We worden bepaald bij de tijd van Christus' omwande­ling op aarde en bij wat Hij gedaan en gesproken heeft. Hier lezen we dat Hij deze woorden tot Zijn discipelen heeft gesproken toen Hij innerlijk met ontferming bewogen werd over de scharen. Over die mensen, die vermoeid en verstrooid waren, gelijk schapen die geen herder hebben.

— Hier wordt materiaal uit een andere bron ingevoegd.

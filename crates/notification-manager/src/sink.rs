use crate::{DialogId, Error, NotificationPayload, OnlineStatus, Result, UpdateBatch};
use std::time::{SystemTime, UNIX_EPOCH};

/// Receiver of flushed update batches (the presentation layer).
///
/// Called from inside the manager; implementations must not block or call
/// back into it.
pub trait UpdateSink<P: NotificationPayload>: Send + Sync {
    fn send_updates(&self, batch: UpdateBatch<P>) -> Result<()>;
}

impl<P: NotificationPayload> UpdateSink<P> for crossbeam_channel::Sender<UpdateBatch<P>> {
    fn send_updates(&self, batch: UpdateBatch<P>) -> Result<()> {
        self.send(batch)
            .map_err(|_| Error::Sink("update receiver dropped".to_string()))
    }
}

/// Host-provided clock and presence information.
pub trait NotificationEnvironment: Send + Sync {
    /// Milliseconds on a monotonic-enough clock; also the base for server time.
    fn now_ms(&self) -> u64;

    fn online_status(&self) -> OnlineStatus {
        OnlineStatus::default()
    }

    /// Whether notifications for the dialog can also arrive by push from the
    /// cloud. Secret chats cannot, so they are never delayed.
    fn has_cloud_delivery(&self, _dialog_id: DialogId) -> bool {
        true
    }
}

/// Wall-clock environment reporting no remote presence.
#[derive(Debug, Clone, Copy, Default)]
pub struct SystemEnvironment;

impl NotificationEnvironment for SystemEnvironment {
    fn now_ms(&self) -> u64 {
        SystemTime::now()
            .duration_since(UNIX_EPOCH)
            .unwrap_or_default()
            .as_millis() as u64
    }
}

/// Single-shot completion handle for removal operations.
pub type Promise = Box<dyn FnOnce(Result<()>) + Send>;

/// A promise that discards its outcome.
pub fn ignore_promise() -> Promise {
    Box::new(|_| {})
}

/// A promise paired with a receiver observing its outcome.
pub fn promise_channel() -> (Promise, crossbeam_channel::Receiver<Result<()>>) {
    let (tx, rx) = crossbeam_channel::bounded(1);
    let promise: Promise = Box::new(move |result| {
        let _ = tx.send(result);
    });
    (promise, rx)
}

/// Deterministic environment and sink helpers for tests and replays.
pub mod test_utils {
    use super::*;
    use std::collections::HashSet;
    use std::sync::atomic::{AtomicU64, Ordering};
    use std::sync::Mutex;

    /// Environment with a hand-advanced clock.
    #[derive(Debug, Default)]
    pub struct ManualEnvironment {
        now_ms: AtomicU64,
        status: Mutex<OnlineStatus>,
        local_only_dialogs: Mutex<HashSet<DialogId>>,
    }

    impl ManualEnvironment {
        pub fn new(now_ms: u64) -> Self {
            Self {
                now_ms: AtomicU64::new(now_ms),
                ..Default::default()
            }
        }

        pub fn advance(&self, ms: u64) {
            self.now_ms.fetch_add(ms, Ordering::SeqCst);
        }

        pub fn set_now_ms(&self, now_ms: u64) {
            self.now_ms.store(now_ms, Ordering::SeqCst);
        }

        pub fn set_online_status(&self, status: OnlineStatus) {
            if let Ok(mut current) = self.status.lock() {
                *current = status;
            }
        }

        pub fn set_local_only(&self, dialog_id: DialogId) {
            if let Ok(mut dialogs) = self.local_only_dialogs.lock() {
                dialogs.insert(dialog_id);
            }
        }
    }

    impl NotificationEnvironment for ManualEnvironment {
        fn now_ms(&self) -> u64 {
            self.now_ms.load(Ordering::SeqCst)
        }

        fn online_status(&self) -> OnlineStatus {
            self.status.lock().map(|s| *s).unwrap_or_default()
        }

        fn has_cloud_delivery(&self, dialog_id: DialogId) -> bool {
            self.local_only_dialogs
                .lock()
                .map(|dialogs| !dialogs.contains(&dialog_id))
                .unwrap_or(true)
        }
    }

    /// Drains every batch currently waiting in the channel.
    pub fn drain_batches<P>(
        rx: &crossbeam_channel::Receiver<UpdateBatch<P>>,
    ) -> Vec<UpdateBatch<P>> {
        rx.try_iter().collect()
    }
}
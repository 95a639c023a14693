use anyhow::{Context, Result};
use crossbeam_channel::Receiver;
use notification_manager::sink::test_utils::{drain_batches, ManualEnvironment};
use notification_manager::{
    promise_channel, DialogId, InMemoryStorage, MessageId, NotificationEnvironment,
    NotificationGroupId, NotificationId, NotificationLimits, NotificationManager,
    NotificationManagerOptions, NotificationType, OnlineStatus, StorageAdapter, UpdateBatch,
};
use serde::{Deserialize, Serialize};
use std::path::Path;
use std::sync::Arc;
use tracing::{debug, info};

/// A timed list of manager operations replayed on a virtual clock.
#[derive(Debug, Clone, Deserialize)]
#[serde(rename_all = "camelCase")]
pub struct Scenario {
    /// Virtual clock value (ms) the replay starts at.
    #[serde(default = "default_start_ms")]
    pub start_ms: u64,
    #[serde(default)]
    pub limits: NotificationLimits,
    pub steps: Vec<Step>,
}

fn default_start_ms() -> u64 {
    1_600_000_000_000
}

fn default_is_permanent() -> bool {
    true
}

impl Scenario {
    pub fn load(path: &Path) -> Result<Self> {
        let content = std::fs::read_to_string(path)
            .with_context(|| format!("Failed to read scenario {}", path.display()))?;
        serde_json::from_str(&content).context("Failed to parse scenario")
    }
}

#[derive(Debug, Clone, Deserialize)]
#[serde(rename_all = "camelCase")]
pub struct Step {
    /// Offset from the scenario start.
    pub at_ms: u64,
    #[serde(flatten)]
    pub op: Op,
}

#[derive(Debug, Clone, Deserialize)]
#[serde(tag = "op", rename_all = "camelCase")]
pub enum Op {
    #[serde(rename_all = "camelCase")]
    Add {
        group_id: NotificationGroupId,
        dialog_id: DialogId,
        /// Unix seconds; defaults to the virtual clock.
        date: Option<i32>,
        settings_dialog_id: Option<DialogId>,
        #[serde(default)]
        is_silent: bool,
        /// Allocated from the manager when omitted.
        notification_id: Option<NotificationId>,
        payload: NotificationType,
    },
    #[serde(rename_all = "camelCase")]
    Edit {
        group_id: NotificationGroupId,
        notification_id: NotificationId,
        payload: NotificationType,
    },
    #[serde(rename_all = "camelCase")]
    Remove {
        group_id: NotificationGroupId,
        notification_id: NotificationId,
        #[serde(default = "default_is_permanent")]
        is_permanent: bool,
    },
    #[serde(rename_all = "camelCase")]
    Restore {
        group_id: NotificationGroupId,
        notification_id: NotificationId,
    },
    #[serde(rename_all = "camelCase")]
    RemoveGroup {
        group_id: NotificationGroupId,
        #[serde(default)]
        max_notification_id: NotificationId,
        #[serde(default)]
        max_message_id: MessageId,
        total_count: Option<i32>,
    },
    #[serde(rename_all = "camelCase")]
    Flush { group_id: NotificationGroupId },
    BeforeSync,
    AfterSync,
    /// Writes a raw option and signals every option change.
    SetOption { key: String, value: String },
    SetOnline { status: OnlineStatus },
    #[serde(rename_all = "camelCase")]
    LocalOnly { dialog_id: DialogId },
}

#[derive(Debug, Clone, PartialEq, Serialize)]
#[serde(rename_all = "camelCase")]
pub struct Emitted {
    /// Virtual time since the scenario start.
    pub at_ms: u64,
    pub batch: UpdateBatch<NotificationType>,
}

#[derive(Debug, Clone, PartialEq, Serialize)]
pub struct Failure {
    pub step: usize,
    pub error: String,
}

#[derive(Debug, Default, Serialize)]
pub struct Report {
    pub emitted: Vec<Emitted>,
    pub failures: Vec<Failure>,
}

/// Drives one manager through a scenario.
pub struct Replay {
    env: Arc<ManualEnvironment>,
    storage: Arc<InMemoryStorage>,
    manager: NotificationManager,
    rx: Receiver<UpdateBatch<NotificationType>>,
    start_ms: u64,
    report: Report,
}

impl Replay {
    pub fn new(scenario: &Scenario) -> Result<Self> {
        let env = Arc::new(ManualEnvironment::new(scenario.start_ms));
        let storage = Arc::new(InMemoryStorage::new());
        scenario
            .limits
            .clamped()
            .store(storage.as_ref())
            .context("Failed to store limits")?;
        let (tx, rx) = crossbeam_channel::unbounded();
        let mut manager = NotificationManager::new(NotificationManagerOptions::<NotificationType> {
            environment: env.clone(),
            sink: Arc::new(tx),
            storage: Some(storage.clone()),
        });
        manager.start();
        Ok(Self {
            env,
            storage,
            manager,
            rx,
            start_ms: scenario.start_ms,
            report: Report::default(),
        })
    }

    pub fn run(mut self, steps: &[Step]) -> Result<Report> {
        let mut order: Vec<(usize, &Step)> = steps.iter().enumerate().collect();
        order.sort_by_key(|(_, step)| step.at_ms);

        for (index, step) in order {
            self.advance_to(self.start_ms + step.at_ms);
            debug!(step = index, op = ?step.op, "apply step");
            self.apply(index, &step.op)?;
            self.collect();
        }
        while let Some(at) = self.manager.next_timeout_at() {
            self.advance_to(at);
        }
        self.manager.stop();
        self.collect();

        info!(
            batches = self.report.emitted.len(),
            failures = self.report.failures.len(),
            "replay finished"
        );
        Ok(self.report)
    }

    /// Moves the virtual clock to `target`, firing every deadline on the way.
    fn advance_to(&mut self, target: u64) {
        while let Some(at) = self.manager.next_timeout_at().filter(|at| *at <= target) {
            if at > self.env.now_ms() {
                self.env.set_now_ms(at);
            }
            self.manager.run_timeouts();
            self.collect();
        }
        if target > self.env.now_ms() {
            self.env.set_now_ms(target);
        }
    }

    fn collect(&mut self) {
        let at_ms = self.env.now_ms() - self.start_ms;
        for batch in drain_batches(&self.rx) {
            self.report.emitted.push(Emitted { at_ms, batch });
        }
    }

    fn apply(&mut self, index: usize, op: &Op) -> Result<()> {
        match op.clone() {
            Op::Add {
                group_id,
                dialog_id,
                date,
                settings_dialog_id,
                is_silent,
                notification_id,
                payload,
            } => {
                let notification_id =
                    notification_id.unwrap_or_else(|| self.manager.get_next_notification_id());
                let date = date.unwrap_or((self.env.now_ms() / 1000) as i32);
                self.manager.add_notification(
                    group_id,
                    dialog_id,
                    date,
                    settings_dialog_id.unwrap_or(dialog_id),
                    is_silent,
                    notification_id,
                    payload,
                );
            }
            Op::Edit {
                group_id,
                notification_id,
                payload,
            } => self
                .manager
                .edit_notification(group_id, notification_id, payload),
            Op::Remove {
                group_id,
                notification_id,
                is_permanent,
            } => {
                let (promise, done) = promise_channel();
                self.manager
                    .remove_notification(group_id, notification_id, is_permanent, promise);
                self.record(index, done);
            }
            Op::Restore {
                group_id,
                notification_id,
            } => {
                let (promise, done) = promise_channel();
                self.manager
                    .restore_notification(group_id, notification_id, promise);
                self.record(index, done);
            }
            Op::RemoveGroup {
                group_id,
                max_notification_id,
                max_message_id,
                total_count,
            } => {
                let (promise, done) = promise_channel();
                self.manager.remove_notification_group(
                    group_id,
                    max_notification_id,
                    max_message_id,
                    total_count,
                    promise,
                );
                self.record(index, done);
            }
            Op::Flush { group_id } => self.manager.flush_pending_notifications(group_id),
            Op::BeforeSync => self.manager.before_sync(),
            Op::AfterSync => self.manager.after_sync(),
            Op::SetOption { key, value } => {
                self.storage
                    .put(&key, value)
                    .with_context(|| format!("Failed to set option {key}"))?;
                self.manager.on_notification_group_count_max_changed();
                self.manager.on_notification_group_size_max_changed();
                self.manager.on_online_cloud_timeout_changed();
                self.manager.on_notification_cloud_delay_changed();
                self.manager.on_notification_default_delay_changed();
            }
            Op::SetOnline { status } => self.env.set_online_status(status),
            Op::LocalOnly { dialog_id } => self.env.set_local_only(dialog_id),
        }
        Ok(())
    }

    fn record(&mut self, step: usize, done: Receiver<notification_manager::Result<()>>) {
        let outcome = done
            .try_recv()
            .unwrap_or(Err(notification_manager::Error::Stopped));
        if let Err(e) = outcome {
            self.report.failures.push(Failure {
                step,
                error: e.to_string(),
            });
        }
    }
}
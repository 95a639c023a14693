use std::collections::HashMap;
use std::sync::Arc;

use tracing::{debug, info, warn};

use crate::{
    config::{
        clamp_delay, clamp_group_count_max, clamp_group_size_max, read_option,
        CLOUD_DELAY_OPTION, CURRENT_NOTIFICATION_GROUP_ID_KEY, CURRENT_NOTIFICATION_ID_KEY,
        DEFAULT_DELAY_OPTION, GROUP_COUNT_MAX_OPTION, GROUP_SIZE_MAX_OPTION,
        ONLINE_CLOUD_TIMEOUT_OPTION,
    },
    DialogId, Error, GroupIndex, InMemoryStorage, MessageId, MultiTimeout, Notification,
    NotificationEnvironment, NotificationGroup, NotificationGroupId, NotificationGroupKey,
    NotificationId, NotificationLimits, NotificationPayload, NotificationType, NotificationUpdate,
    PendingNotification, PendingUpdates, Promise, StorageAdapter, UpdateBatch, UpdateSink,
    DEFAULT_DEFAULT_DELAY_MS, DEFAULT_GROUP_COUNT_MAX, DEFAULT_GROUP_SIZE_MAX,
    DEFAULT_ONLINE_CLOUD_DELAY_MS, DEFAULT_ONLINE_CLOUD_TIMEOUT_MS, MAX_UPDATE_DELAY_MS,
    MIN_NOTIFICATION_DELAY_MS, MIN_UPDATE_DELAY_MS,
};

pub struct NotificationManagerOptions<P: NotificationPayload> {
    pub environment: Arc<dyn NotificationEnvironment>,
    pub sink: Arc<dyn UpdateSink<P>>,
    pub storage: Option<Arc<dyn StorageAdapter>>,
}

/// Settings a freshly materialized notification was added with. Notifications
/// that only slide back into view carry none and are reported silently.
type AddedSettings = HashMap<NotificationId, (DialogId, bool)>;

/// Owns every notification group and turns notification events into batched
/// group updates.
///
/// All methods take `&mut self`; the host serializes calls and drives
/// [`NotificationManager::run_timeouts`] at [`NotificationManager::next_timeout_at`].
pub struct NotificationManager<P: NotificationPayload = NotificationType> {
    environment: Arc<dyn NotificationEnvironment>,
    storage: Arc<dyn StorageAdapter>,
    sink: Arc<dyn UpdateSink<P>>,

    is_running: bool,
    running_sync: bool,

    current_notification_id: NotificationId,
    current_notification_group_id: NotificationGroupId,

    limits: NotificationLimits,

    groups: GroupIndex<P>,
    pending_updates: PendingUpdates<P>,

    flush_pending_notifications_timeout: MultiTimeout,
    flush_pending_updates_timeout: MultiTimeout,
}
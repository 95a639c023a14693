use serde::{Deserialize, Serialize};
use std::fmt;

pub const MIN_NOTIFICATION_GROUP_COUNT_MAX: i32 = 1;
pub const MAX_NOTIFICATION_GROUP_COUNT_MAX: i32 = 25;
pub const MIN_NOTIFICATION_GROUP_SIZE_MAX: i32 = 1;
pub const MAX_NOTIFICATION_GROUP_SIZE_MAX: i32 = 25;

pub const DEFAULT_GROUP_COUNT_MAX: i32 = 10;
pub const DEFAULT_GROUP_SIZE_MAX: i32 = 10;
/// Materialized notifications kept beyond the visible window for scroll-back.
pub const EXTRA_GROUP_SIZE: usize = 10;

pub const DEFAULT_ONLINE_CLOUD_TIMEOUT_MS: i32 = 300_000;
pub const DEFAULT_ONLINE_CLOUD_DELAY_MS: i32 = 30_000;
pub const DEFAULT_DEFAULT_DELAY_MS: i32 = 1_500;

pub const MIN_NOTIFICATION_DELAY_MS: i32 = 1;

pub const MIN_UPDATE_DELAY_MS: u64 = 50;
pub const MAX_UPDATE_DELAY_MS: u64 = 60_000;

macro_rules! id_type {
    ($(#[$meta:meta])* $name:ident, $repr:ty) => {
        $(#[$meta])*
        #[derive(
            Debug, Clone, Copy, Default, PartialEq, Eq, PartialOrd, Ord, Hash, Serialize, Deserialize,
        )]
        #[serde(transparent)]
        pub struct $name(pub $repr);

        impl $name {
            pub fn get(self) -> $repr {
                self.0
            }

            pub fn is_valid(self) -> bool {
                self.0 != 0
            }
        }

        impl fmt::Display for $name {
            fn fmt(&self, f: &mut fmt::Formatter<'_>) -> fmt::Result {
                write!(f, "{}", self.0)
            }
        }
    };
}

id_type!(
    /// Sequential notification identifier; zero is "none".
    NotificationId,
    i32
);
id_type!(
    /// Sequential notification group identifier; zero is "none".
    NotificationGroupId,
    i32
);
id_type!(DialogId, i64);
id_type!(MessageId, i64);

/// Capability the manager needs from an opaque notification payload.
///
/// Equality is used to drop edits that change nothing.
pub trait NotificationPayload: fmt::Debug + Clone + PartialEq + Send + 'static {
    fn describe(&self) -> String;

    /// Message the notification refers to, if any. Used by group removal
    /// bounded by message id.
    fn message_id(&self) -> Option<MessageId> {
        None
    }
}

/// Default closed set of payloads.
#[derive(Debug, Clone, PartialEq, Eq, Serialize, Deserialize)]
#[serde(tag = "type", rename_all = "camelCase")]
pub enum NotificationType {
    #[serde(rename_all = "camelCase")]
    NewMessage { message_id: MessageId },
    NewSecretChat,
    #[serde(rename_all = "camelCase")]
    NewCall { call_id: i32 },
}

impl NotificationPayload for NotificationType {
    fn describe(&self) -> String {
        match self {
            NotificationType::NewMessage { message_id } => format!("NewMessage[{message_id}]"),
            NotificationType::NewSecretChat => "NewSecretChat".to_string(),
            NotificationType::NewCall { call_id } => format!("NewCall[{call_id}]"),
        }
    }

    fn message_id(&self) -> Option<MessageId> {
        match self {
            NotificationType::NewMessage { message_id } => Some(*message_id),
            _ => None,
        }
    }
}

#[derive(Debug, Clone, PartialEq, Serialize, Deserialize)]
#[serde(rename_all = "camelCase")]
pub struct Notification<P> {
    pub id: NotificationId,
    pub date: i32,
    pub payload: P,
}

#[derive(Debug, Clone, PartialEq)]
pub struct PendingNotification<P> {
    pub date: i32,
    pub settings_dialog_id: DialogId,
    pub is_silent: bool,
    pub id: NotificationId,
    pub payload: P,
}

impl<P> PendingNotification<P> {
    pub(crate) fn into_notification(self) -> Notification<P> {
        Notification {
            id: self.id,
            date: self.date,
            payload: self.payload,
        }
    }
}

/// Event handed to the presentation layer.
#[derive(Debug, Clone, PartialEq, Serialize, Deserialize)]
#[serde(tag = "@type", rename_all = "camelCase")]
pub enum NotificationUpdate<P> {
    /// The group entered the active set; `notifications` is its full visible list.
    #[serde(rename_all = "camelCase")]
    AddGroup {
        group_id: NotificationGroupId,
        dialog_id: DialogId,
        total_count: i32,
        notifications: Vec<Notification<P>>,
    },
    /// The listed notifications are no longer visible. When the group left the
    /// active set this lists every id that was visible.
    #[serde(rename_all = "camelCase")]
    RemoveGroup {
        group_id: NotificationGroupId,
        dialog_id: DialogId,
        total_count: i32,
        removed_notification_ids: Vec<NotificationId>,
    },
    #[serde(rename_all = "camelCase")]
    AddNotification {
        group_id: NotificationGroupId,
        settings_dialog_id: DialogId,
        is_silent: bool,
        total_count: i32,
        notification: Notification<P>,
    },
    #[serde(rename_all = "camelCase")]
    EditNotification {
        group_id: NotificationGroupId,
        notification_id: NotificationId,
        payload: P,
    },
    #[serde(rename_all = "camelCase")]
    RemoveNotification {
        group_id: NotificationGroupId,
        total_count: i32,
        notification_id: NotificationId,
    },
}

impl<P> NotificationUpdate<P> {
    pub fn group_id(&self) -> NotificationGroupId {
        match self {
            NotificationUpdate::AddGroup { group_id, .. }
            | NotificationUpdate::RemoveGroup { group_id, .. }
            | NotificationUpdate::AddNotification { group_id, .. }
            | NotificationUpdate::EditNotification { group_id, .. }
            | NotificationUpdate::RemoveNotification { group_id, .. } => *group_id,
        }
    }
}

/// All updates buffered for one group, in the order they were produced.
#[derive(Debug, Clone, PartialEq, Serialize, Deserialize)]
#[serde(rename_all = "camelCase")]
pub struct UpdateBatch<P> {
    pub group_id: NotificationGroupId,
    pub updates: Vec<NotificationUpdate<P>>,
}

/// Presence information consulted by the delay heuristic. Times are unix seconds.
#[derive(Debug, Clone, Copy, Default, PartialEq, Eq, Serialize, Deserialize)]
#[serde(rename_all = "camelCase")]
pub struct OnlineStatus {
    pub is_online_local: bool,
    pub is_online_remote: bool,
    pub was_online_local: i64,
    pub was_online_remote: i64,
}

#[cfg(test)]
mod tests {
    use super::*;

    #[test]
    fn zero_ids_are_invalid() {
        assert!(!NotificationId::default().is_valid());
        assert!(NotificationGroupId(1).is_valid());
        assert!(DialogId(-5).is_valid());
    }

    #[test]
    fn update_serializes_with_type_tag() {
        let update: NotificationUpdate<NotificationType> = NotificationUpdate::RemoveNotification {
            group_id: NotificationGroupId(3),
            total_count: 1,
            notification_id: NotificationId(7),
        };
        let json = serde_json::to_value(&update).unwrap();
        assert_eq!(json["@type"], "removeNotification");
        assert_eq!(json["groupId"], 3);
        assert_eq!(json["notificationId"], 7);
    }

    #[test]
    fn message_payload_exposes_message_id() {
        let payload = NotificationType::NewMessage {
            message_id: MessageId(42),
        };
        assert_eq!(payload.message_id(), Some(MessageId(42)));
        assert_eq!(payload.describe(), "NewMessage[42]");
        assert_eq!(NotificationType::NewSecretChat.message_id(), None);
    }
}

Toen zeide Hij tot Zijn discipelen: De oogst is wel groot, maar de arbeiders zijn weinige. Dat blijft altijd voor de ware Kerk gelden. Wanneer men teveel predikanten heeft, dan behoeft men dus niet meer te bidden of de Heere nog arbeiders in Zijn oogst zal willen uitstoten. Maar dan wordt ook het kenmerk van de ware Kerk gemist! De ware Kerk zal daaraan te kennen zijn dat de oogst altijd groter is dan het getal der arbeiders.

De oogst is groot, maar de arbeiders zijn weinige. Bidt dan den Heere des oogstes! Doen we dat wel? De nood wordt over het algemeen niet recht gevoeld. Mocht die nog eens recht gevoeld worden! We hebben u gezegd: de Heere wil middellijk werken. Daarom kunnen we niet genoeg vragen of de Heere nog arbeiders zou willen uitstoten.

Dit artikel werd u aangeboden door: https://www.gergeminned.nl

Deze tekst is geautomatiseerd gemaakt en kan nog fouten bevatten. Digibron werkt voortdurend aan correctie. Klik voor het origineel door naar de pdf. Voor opmerkingen, vragen, informatie: contact.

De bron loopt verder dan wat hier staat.